[WORK ORDER]:
Where a line in the listing contains the string "BTreeMap", copy that line out.
☆ ☆ ☆ ☆ ☆
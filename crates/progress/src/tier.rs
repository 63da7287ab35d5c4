//! Qualitative care tier from the ADL total.
//!
//! The assessment only records raw sub-scores; turning them into a tier is
//! an injectable policy rather than a fixed formula.

use serde::{Deserialize, Serialize};

/// Lowest possible ADL total (four fields at level 1).
pub const ADL_TOTAL_MIN: i64 = 4;
/// Highest possible ADL total (four fields at level 3).
pub const ADL_TOTAL_MAX: i64 = 12;

/// Qualitative care need.
#[derive(Debug, Clone, Copy, PartialEq, Eq, PartialOrd, Ord, Serialize, Deserialize)]
#[serde(rename_all = "snake_case")]
pub enum CareTier {
    /// Manages daily living alone
    Independent,
    /// Occasional help
    Mild,
    /// Regular help
    Moderate,
    /// Constant help
    Severe,
}

/// Maps an ADL total to a care tier.
pub trait CareTierClassifier: Send + Sync {
    /// Classify an ADL total in `4..=12`.
    fn classify(&self, adl_total: i64) -> CareTier;
}

/// Errors building a classifier.
#[derive(Debug, thiserror::Error, PartialEq, Eq)]
pub enum TierError {
    /// Thresholds must be strictly ascending
    #[error("thresholds must be strictly ascending: {0:?}")]
    NotAscending([i64; 3]),

    /// Thresholds must fall inside the ADL total range
    #[error("threshold {0} outside the ADL total range 4..=12")]
    OutOfRange(i64),
}

/// Classifier over three inclusive upper bounds.
///
/// `total <= t[0]` is Independent, `<= t[1]` Mild, `<= t[2]` Moderate, and
/// anything above Severe.
#[derive(Debug, Clone, Copy, PartialEq, Eq, Serialize, Deserialize)]
pub struct ThresholdClassifier {
    thresholds: [i64; 3],
}

impl ThresholdClassifier {
    /// Create a classifier from ascending upper bounds.
    pub fn new(thresholds: [i64; 3]) -> Result<Self, TierError> {
        if let Some(&t) = thresholds
            .iter()
            .find(|t| !(ADL_TOTAL_MIN..=ADL_TOTAL_MAX).contains(*t))
        {
            return Err(TierError::OutOfRange(t));
        }
        if thresholds.windows(2).any(|w| w[0] >= w[1]) {
            return Err(TierError::NotAscending(thresholds));
        }
        Ok(Self { thresholds })
    }

    /// Configured bounds.
    pub fn thresholds(&self) -> [i64; 3] {
        self.thresholds
    }
}

impl CareTierClassifier for ThresholdClassifier {
    fn classify(&self, adl_total: i64) -> CareTier {
        let [mild, moderate, severe] = self.thresholds;
        if adl_total <= mild {
            CareTier::Independent
        } else if adl_total <= moderate {
            CareTier::Mild
        } else if adl_total <= severe {
            CareTier::Moderate
        } else {
            CareTier::Severe
        }
    }
}
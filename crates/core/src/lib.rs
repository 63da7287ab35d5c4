//! Carematch core data models.
//!
//! This crate defines the records the care-need assessment engine works on:
//! the draft under edit, the fields it exposes, the step plan that groups
//! those fields, validation results and engine configuration.

#![warn(missing_docs)]

// Identities
mod id;

// The record under edit
mod draft;
mod field;

// Step plan and validation output
mod step;
mod validation;

// Configuration
mod config;

// Re-exports
pub use id::*;

pub use draft::{AssessmentDraft, CareTargetStatus, Gender, MealType};
pub use field::{Field, FieldKind, FieldValue};
pub use step::{StepDefinition, StepPlan};
pub use validation::{FieldErrors, ValidationResult};
pub use config::{AssessmentConfig, ConfigError, DemographicsPolicy};

/// Timestamp type
pub type Time = chrono::DateTime<chrono::Utc>;
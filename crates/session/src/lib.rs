//! Multi-step care assessment session.
//!
//! Composes the validation engine, progress aggregation, draft persistence
//! and step sequencing into one handle the UI drives with commands and reads
//! back as snapshots.

#![warn(missing_docs)]

pub mod clock;
pub mod persistence;
pub mod sequencer;
pub mod submit;
pub mod session;
pub mod shared;

pub use clock::{Clock, ManualClock, Scheduler, SystemClock};
pub use persistence::{draft_key, DraftEnvelope, DraftPersistence};
pub use sequencer::{InvalidStep, StepMove, StepSequencer};
pub use submit::{HttpSubmitter, OutboxEntry, OutboxSubmitter, SubmissionReceipt, SubmitError, Submitter};
pub use session::{
    AssessmentSession, SessionBuilder, SessionError, SessionSnapshot, SubmitBlocked, SubmitOutcome,
    SubmitTicket,
};
pub use shared::SharedSession;
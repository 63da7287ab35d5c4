//! Identifiers for assessment entities.

use serde::{Deserialize, Serialize};
use ulid::Ulid;

/// Identifier of the member being assessed, supplied by the host.
#[derive(Debug, Clone, PartialEq, Eq, Hash, Serialize, Deserialize)]
#[serde(transparent)]
pub struct MemberId(String);

impl MemberId {
    /// Create a member id.
    pub fn new(id: impl Into<String>) -> Self {
        Self(id.into())
    }

    /// Borrow the raw id.
    pub fn as_str(&self) -> &str {
        &self.0
    }
}

impl std::fmt::Display for MemberId {
    fn fmt(&self, f: &mut std::fmt::Formatter<'_>) -> std::fmt::Result {
        f.write_str(&self.0)
    }
}

impl From<&str> for MemberId {
    fn from(s: &str) -> Self {
        Self(s.to_string())
    }
}

impl From<String> for MemberId {
    fn from(s: String) -> Self {
        Self(s)
    }
}

/// Unique identifier for an accepted submission
#[derive(Debug, Clone, Copy, PartialEq, Eq, Hash, Serialize, Deserialize)]
pub struct SubmissionId(Ulid);

impl SubmissionId {
    /// Generate a new SubmissionId
    pub fn new() -> Self {
        Self(Ulid::new())
    }
}

impl Default for SubmissionId {
    fn default() -> Self {
        Self::new()
    }
}

impl std::fmt::Display for SubmissionId {
    fn fmt(&self, f: &mut std::fmt::Formatter<'_>) -> std::fmt::Result {
        self.0.fmt(f)
    }
}

impl std::str::FromStr for SubmissionId {
    type Err = ulid::DecodeError;

    fn from_str(s: &str) -> Result<Self, Self::Err> {
        Ok(Self(s.parse()?))
    }
}

/// Identifier of a session listener registration.
#[derive(Debug, Clone, Copy, PartialEq, Eq, Hash, PartialOrd, Ord)]
pub struct SubscriptionId(pub u64);

/// Identifier of a scheduled deferred task.
#[derive(Debug, Clone, Copy, PartialEq, Eq, Hash, PartialOrd, Ord)]
pub struct TimerId(pub u64);

impl std::fmt::Display for TimerId {
    fn fmt(&self, f: &mut std::fmt::Formatter<'_>) -> std::fmt::Result {
        write!(f, "timer-{}", self.0)
    }
}
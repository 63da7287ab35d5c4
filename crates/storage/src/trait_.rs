//! Storage trait abstraction.

use async_trait::async_trait;

/// Error type for storage operations.
pub type Result<T> = std::result::Result<T, StorageError>;

/// Errors that can occur during storage operations.
#[derive(Debug, thiserror::Error)]
pub enum StorageError {
    /// I/O error
    #[error("I/O error: {0}")]
    Io(#[from] std::io::Error),

    /// Serialization/deserialization error
    #[error("JSON error: {0}")]
    Json(#[from] serde_json::Error),

    /// Backend refused the operation
    #[error("storage unavailable: {0}")]
    Unavailable(String),

    /// Other error
    #[error("{0}")]
    Other(String),
}

/// Minimal string key/value store.
///
/// Implementations use interior mutability so a single store can back
/// several sessions (e.g. a reload creating a fresh session over the same
/// medium).
#[async_trait]
pub trait KeyValueStore: Send + Sync {
    /// Read the value under `key`.
    async fn get(&self, key: &str) -> Result<Option<String>>;

    /// Write `value` under `key`, replacing any previous value.
    async fn set(&self, key: &str, value: &str) -> Result<()>;

    /// Remove `key`. Removing a missing key is not an error.
    async fn remove(&self, key: &str) -> Result<()>;
}

#[async_trait]
impl<T: KeyValueStore + ?Sized> KeyValueStore for std::sync::Arc<T> {
    async fn get(&self, key: &str) -> Result<Option<String>> {
        (**self).get(key).await
    }

    async fn set(&self, key: &str, value: &str) -> Result<()> {
        (**self).set(key, value).await
    }

    async fn remove(&self, key: &str) -> Result<()> {
        (**self).remove(key).await
    }
}
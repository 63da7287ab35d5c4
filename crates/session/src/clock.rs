//! Time source and deferred-task scheduling.
//!
//! Nothing in the engine reads the wall clock or starts a runtime timer
//! directly: deadlines are recorded against a [`Clock`] and fired when the
//! host polls, so tests can move time forward by hand.

use std::collections::BTreeMap;
use std::sync::atomic::{AtomicI64, Ordering};
use std::sync::Arc;
use std::time::Duration;
use carematch_core::{Time, TimerId};

/// Source of the current time.
pub trait Clock: Send + Sync {
    /// Current time.
    fn now(&self) -> Time;
}

/// Wall clock.
#[derive(Debug, Clone, Copy, Default)]
pub struct SystemClock;

impl Clock for SystemClock {
    fn now(&self) -> Time {
        chrono::Utc::now()
    }
}

/// Hand-driven clock. Clones share the same instant.
#[derive(Debug, Clone)]
pub struct ManualClock {
    millis: Arc<AtomicI64>,
}

impl ManualClock {
    /// Start at `start`.
    pub fn new(start: Time) -> Self {
        Self {
            millis: Arc::new(AtomicI64::new(start.timestamp_millis())),
        }
    }

    /// Move time forward.
    pub fn advance(&self, by: Duration) {
        self.millis.fetch_add(by.as_millis() as i64, Ordering::SeqCst);
    }

    /// Jump to an instant.
    pub fn set(&self, to: Time) {
        self.millis.store(to.timestamp_millis(), Ordering::SeqCst);
    }
}

impl Clock for ManualClock {
    fn now(&self) -> Time {
        chrono::DateTime::from_timestamp_millis(self.millis.load(Ordering::SeqCst))
            .unwrap_or_default()
    }
}

/// Registry of pending deadlines.
#[derive(Debug, Default)]
pub struct Scheduler {
    next_id: u64,
    pending: BTreeMap<TimerId, Time>,
}

impl Scheduler {
    /// Create an empty scheduler.
    pub fn new() -> Self {
        Self::default()
    }

    /// Register a deadline `delay` after `now`.
    pub fn schedule(&mut self, now: Time, delay: Duration) -> TimerId {
        self.next_id += 1;
        let id = TimerId(self.next_id);
        let due = chrono::Duration::from_std(delay)
            .ok()
            .and_then(|d| now.checked_add_signed(d))
            .unwrap_or(now);
        self.pending.insert(id, due);
        tracing::debug!("Scheduled {} due at {}", id, due);
        id
    }

    /// Cancel a pending deadline. Returns whether it was pending.
    pub fn cancel(&mut self, id: TimerId) -> bool {
        self.pending.remove(&id).is_some()
    }

    /// Whether `id` has not fired or been cancelled.
    pub fn is_pending(&self, id: TimerId) -> bool {
        self.pending.contains_key(&id)
    }

    /// Deadline of a pending timer.
    pub fn due_at(&self, id: TimerId) -> Option<Time> {
        self.pending.get(&id).copied()
    }

    /// Remove and return every timer due at or before `now`, earliest first.
    pub fn take_due(&mut self, now: Time) -> Vec<TimerId> {
        let mut due: Vec<(Time, TimerId)> = self
            .pending
            .iter()
            .filter(|(_, at)| **at <= now)
            .map(|(id, at)| (*at, *id))
            .collect();
        due.sort();
        for (_, id) in &due {
            self.pending.remove(id);
        }
        due.into_iter().map(|(_, id)| id).collect()
    }

    /// Number of pending timers.
    pub fn len(&self) -> usize {
        self.pending.len()
    }

    /// Whether no timer is pending.
    pub fn is_empty(&self) -> bool {
        self.pending.is_empty()
    }
}
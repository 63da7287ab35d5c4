//! Draft persistence: dirty tracking, debounced autosave, manual save and
//! restore-on-load.
//!
//! This is the only component that touches the [`KeyValueStore`] and the
//! [`Clock`].

use std::sync::Arc;
use std::time::Duration;
use carematch_core::{AssessmentConfig, AssessmentDraft, MemberId, Time, TimerId};
use carematch_storage::{KeyValueStore, StorageError};
use serde::{Deserialize, Serialize};

use crate::clock::{Clock, Scheduler};

/// Storage key for a member's draft: `{namespace}:v{version}:{memberId}`.
pub fn draft_key(config: &AssessmentConfig, member_id: &MemberId) -> String {
    format!(
        "{}:v{}:{}",
        config.storage_namespace, config.schema_version, member_id
    )
}

/// What is written to the store.
#[derive(Debug, Clone, PartialEq, Eq, Serialize, Deserialize)]
#[serde(rename_all = "camelCase")]
pub struct DraftEnvelope {
    /// Schema version the draft was written with
    pub schema_version: u32,

    /// When it was written
    pub saved_at: Time,

    /// Step the user was on
    #[serde(default)]
    pub current_step: usize,

    /// The draft itself
    pub draft: AssessmentDraft,
}

/// Owns dirty state, the autosave timer and the store.
pub struct DraftPersistence {
    store: Arc<dyn KeyValueStore>,
    clock: Arc<dyn Clock>,
    scheduler: Scheduler,
    key: String,
    schema_version: u32,
    autosave_interval: Duration,
    dirty: bool,
    last_saved_at: Option<Time>,
    saved_step: Option<usize>,
    autosave_timer: Option<TimerId>,
}

impl DraftPersistence {
    /// Create persistence for one draft key.
    pub fn new(
        store: Arc<dyn KeyValueStore>,
        clock: Arc<dyn Clock>,
        key: impl Into<String>,
        schema_version: u32,
        autosave_interval: Duration,
    ) -> Self {
        Self {
            store,
            clock,
            scheduler: Scheduler::new(),
            key: key.into(),
            schema_version,
            autosave_interval,
            dirty: false,
            last_saved_at: None,
            saved_step: None,
            autosave_timer: None,
        }
    }

    /// Storage key.
    pub fn key(&self) -> &str {
        &self.key
    }

    /// Current time from the injected clock.
    pub fn now(&self) -> Time {
        self.clock.now()
    }

    /// Whether there are edits since the last successful write.
    pub fn has_unsaved_changes(&self) -> bool {
        self.dirty
    }

    /// Time of the last successful write in this session.
    pub fn last_saved_at(&self) -> Option<Time> {
        self.last_saved_at
    }

    /// When the pending autosave will fire, if one is armed.
    pub fn next_autosave_at(&self) -> Option<Time> {
        self.autosave_timer.and_then(|id| self.scheduler.due_at(id))
    }

    /// Load the persisted envelope.
    ///
    /// Read failures, undecodable payloads and other schema versions are
    /// logged and treated as "nothing persisted".
    pub async fn load(&mut self) -> Option<DraftEnvelope> {
        let raw = match self.store.get(&self.key).await {
            Ok(Some(raw)) => raw,
            Ok(None) => return None,
            Err(e) => {
                tracing::warn!("Failed to read draft {}: {}", self.key, e);
                return None;
            }
        };

        let envelope: DraftEnvelope = match serde_json::from_str(&raw) {
            Ok(envelope) => envelope,
            Err(e) => {
                tracing::warn!("Ignoring undecodable draft {}: {}", self.key, e);
                return None;
            }
        };

        if envelope.schema_version != self.schema_version {
            tracing::warn!(
                "Ignoring draft {} written with schema v{} (expected v{})",
                self.key,
                envelope.schema_version,
                self.schema_version
            );
            return None;
        }

        tracing::debug!("Restored draft {} saved at {}", self.key, envelope.saved_at);
        self.saved_step = Some(envelope.current_step);
        Some(envelope)
    }

    /// Record an edit. Arms the autosave timer unless one is already pending.
    pub fn mark_dirty(&mut self) {
        self.dirty = true;
        if self.autosave_timer.is_none() {
            let id = self.scheduler.schedule(self.clock.now(), self.autosave_interval);
            self.autosave_timer = Some(id);
        }
    }

    /// Write the draft if dirty. Returns whether a write happened.
    ///
    /// A clean draft is never rewritten, so repeated calls without edits
    /// produce a single write.
    pub async fn save(&mut self, draft: &AssessmentDraft, current_step: usize) -> Result<bool, StorageError> {
        if !self.dirty {
            return Ok(false);
        }
        self.write(draft, current_step).await?;
        Ok(true)
    }

    /// Write when dirty, or when the stored copy records another step.
    ///
    /// Lets a host that reopens the session per command keep the
    /// navigation position without treating moves as edits.
    pub async fn save_position(&mut self, draft: &AssessmentDraft, current_step: usize) -> Result<bool, StorageError> {
        let moved = self.saved_step.is_some_and(|step| step != current_step);
        if !self.dirty && !moved {
            return Ok(false);
        }
        self.write(draft, current_step).await?;
        Ok(true)
    }

    async fn write(&mut self, draft: &AssessmentDraft, current_step: usize) -> Result<(), StorageError> {
        let now = self.clock.now();
        let envelope = DraftEnvelope {
            schema_version: self.schema_version,
            saved_at: now,
            current_step,
            draft: draft.clone(),
        };
        let json = serde_json::to_string(&envelope)?;
        self.store.set(&self.key, &json).await?;

        self.dirty = false;
        self.last_saved_at = Some(now);
        self.saved_step = Some(current_step);
        if let Some(id) = self.autosave_timer.take() {
            self.scheduler.cancel(id);
        }
        tracing::info!("Saved draft {}", self.key);
        Ok(())
    }

    /// [`Self::save`], logging and swallowing failures.
    pub async fn save_best_effort(&mut self, draft: &AssessmentDraft, current_step: usize) -> bool {
        match self.save(draft, current_step).await {
            Ok(written) => written,
            Err(e) => {
                tracing::warn!("Draft save failed for {}: {}", self.key, e);
                false
            }
        }
    }

    /// Fire the autosave if its deadline has passed. Returns whether a write
    /// happened.
    ///
    /// A failed autosave re-arms the timer for another interval.
    pub async fn run_due(&mut self, draft: &AssessmentDraft, current_step: usize) -> bool {
        let fired = self.scheduler.take_due(self.clock.now());
        let Some(timer) = self.autosave_timer else {
            return false;
        };
        if !fired.contains(&timer) {
            return false;
        }
        self.autosave_timer = None;

        if !self.dirty {
            return false;
        }

        tracing::debug!("Autosave fired for {}", self.key);
        let written = self.save_best_effort(draft, current_step).await;
        if !written && self.dirty {
            self.mark_dirty();
        }
        written
    }

    /// Cancel the pending autosave, if any.
    pub fn cancel_autosave(&mut self) {
        if let Some(id) = self.autosave_timer.take() {
            self.scheduler.cancel(id);
            tracing::debug!("Cancelled autosave {} for {}", id, self.key);
        }
    }

    /// Cancel the autosave, forget dirty state and remove the persisted copy.
    pub async fn clear(&mut self) {
        self.cancel_autosave();
        self.dirty = false;
        self.last_saved_at = None;
        self.saved_step = None;
        if let Err(e) = self.store.remove(&self.key).await {
            tracing::warn!("Failed to remove draft {}: {}", self.key, e);
        }
    }
}
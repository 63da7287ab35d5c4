//! Assessment validation.
//!
//! Per-field rules, the step validation engine, and the per-step result
//! cache.

#![warn(missing_docs)]

pub mod rules;
pub mod engine;
pub mod cache;

pub use rules::{FieldRule, RuleRegistry};
pub use engine::ValidationEngine;
pub use cache::ValidationCache;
☆ ☆ ☆ ☆ ☆
[REPLY]:
use std::collections::BTreeMap;
    pending: BTreeMap<TimerId, Time>,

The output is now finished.